Exercise materials: Begin

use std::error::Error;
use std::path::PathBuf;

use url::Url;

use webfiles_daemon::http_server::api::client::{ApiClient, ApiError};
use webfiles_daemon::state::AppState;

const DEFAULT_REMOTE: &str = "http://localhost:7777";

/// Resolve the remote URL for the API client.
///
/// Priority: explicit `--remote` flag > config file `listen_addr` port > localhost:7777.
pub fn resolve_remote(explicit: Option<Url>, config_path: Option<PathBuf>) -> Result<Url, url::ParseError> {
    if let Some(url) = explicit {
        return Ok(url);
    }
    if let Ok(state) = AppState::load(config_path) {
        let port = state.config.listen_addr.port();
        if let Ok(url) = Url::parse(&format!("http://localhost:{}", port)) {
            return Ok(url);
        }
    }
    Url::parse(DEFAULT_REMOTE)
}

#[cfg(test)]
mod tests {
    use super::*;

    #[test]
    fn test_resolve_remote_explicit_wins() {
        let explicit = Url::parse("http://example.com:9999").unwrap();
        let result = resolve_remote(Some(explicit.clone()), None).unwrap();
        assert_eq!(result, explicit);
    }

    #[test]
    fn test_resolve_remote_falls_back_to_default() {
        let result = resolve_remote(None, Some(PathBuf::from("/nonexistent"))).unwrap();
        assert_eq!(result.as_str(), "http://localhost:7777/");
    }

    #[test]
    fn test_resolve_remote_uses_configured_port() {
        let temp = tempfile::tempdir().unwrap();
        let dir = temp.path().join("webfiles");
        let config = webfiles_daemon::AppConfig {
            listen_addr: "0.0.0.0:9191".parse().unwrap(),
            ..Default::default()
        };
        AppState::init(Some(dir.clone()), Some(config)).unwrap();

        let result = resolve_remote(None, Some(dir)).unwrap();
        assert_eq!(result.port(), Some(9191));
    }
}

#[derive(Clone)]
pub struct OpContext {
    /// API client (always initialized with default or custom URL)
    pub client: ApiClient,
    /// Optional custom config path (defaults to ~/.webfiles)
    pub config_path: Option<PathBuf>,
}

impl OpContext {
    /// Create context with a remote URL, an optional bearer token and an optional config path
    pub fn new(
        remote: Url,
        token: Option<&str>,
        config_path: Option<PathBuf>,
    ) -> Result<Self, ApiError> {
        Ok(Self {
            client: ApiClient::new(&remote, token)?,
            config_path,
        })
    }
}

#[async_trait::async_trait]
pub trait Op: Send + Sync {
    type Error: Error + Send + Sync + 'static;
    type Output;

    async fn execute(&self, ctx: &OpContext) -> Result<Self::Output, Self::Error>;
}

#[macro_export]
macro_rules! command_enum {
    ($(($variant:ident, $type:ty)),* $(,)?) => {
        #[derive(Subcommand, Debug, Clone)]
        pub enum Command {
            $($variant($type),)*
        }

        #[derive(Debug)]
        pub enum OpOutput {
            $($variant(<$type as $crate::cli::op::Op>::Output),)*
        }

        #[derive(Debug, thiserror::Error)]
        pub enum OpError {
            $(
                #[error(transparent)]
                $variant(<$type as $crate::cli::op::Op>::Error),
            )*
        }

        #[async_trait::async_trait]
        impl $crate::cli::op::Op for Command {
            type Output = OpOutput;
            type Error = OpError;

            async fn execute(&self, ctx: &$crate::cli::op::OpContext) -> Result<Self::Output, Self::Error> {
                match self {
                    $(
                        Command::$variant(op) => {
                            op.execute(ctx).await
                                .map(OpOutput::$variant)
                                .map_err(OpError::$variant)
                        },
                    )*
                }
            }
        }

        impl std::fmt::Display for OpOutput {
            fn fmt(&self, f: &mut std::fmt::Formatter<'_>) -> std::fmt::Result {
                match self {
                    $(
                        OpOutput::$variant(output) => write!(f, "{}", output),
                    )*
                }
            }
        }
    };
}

Exercise materials: End

- About this task
Every line in the records above that contains the word "OpContext" should be copied out.

- Output for this exercise
pub struct OpContext {
impl OpContext {
    async fn execute(&self, ctx: &OpContext) -> Result<Self::Output, Self::Error>;
            async fn execute(&self, ctx: &$crate::cli::op::OpContext) -> Result<Self::Output, Self::Error> {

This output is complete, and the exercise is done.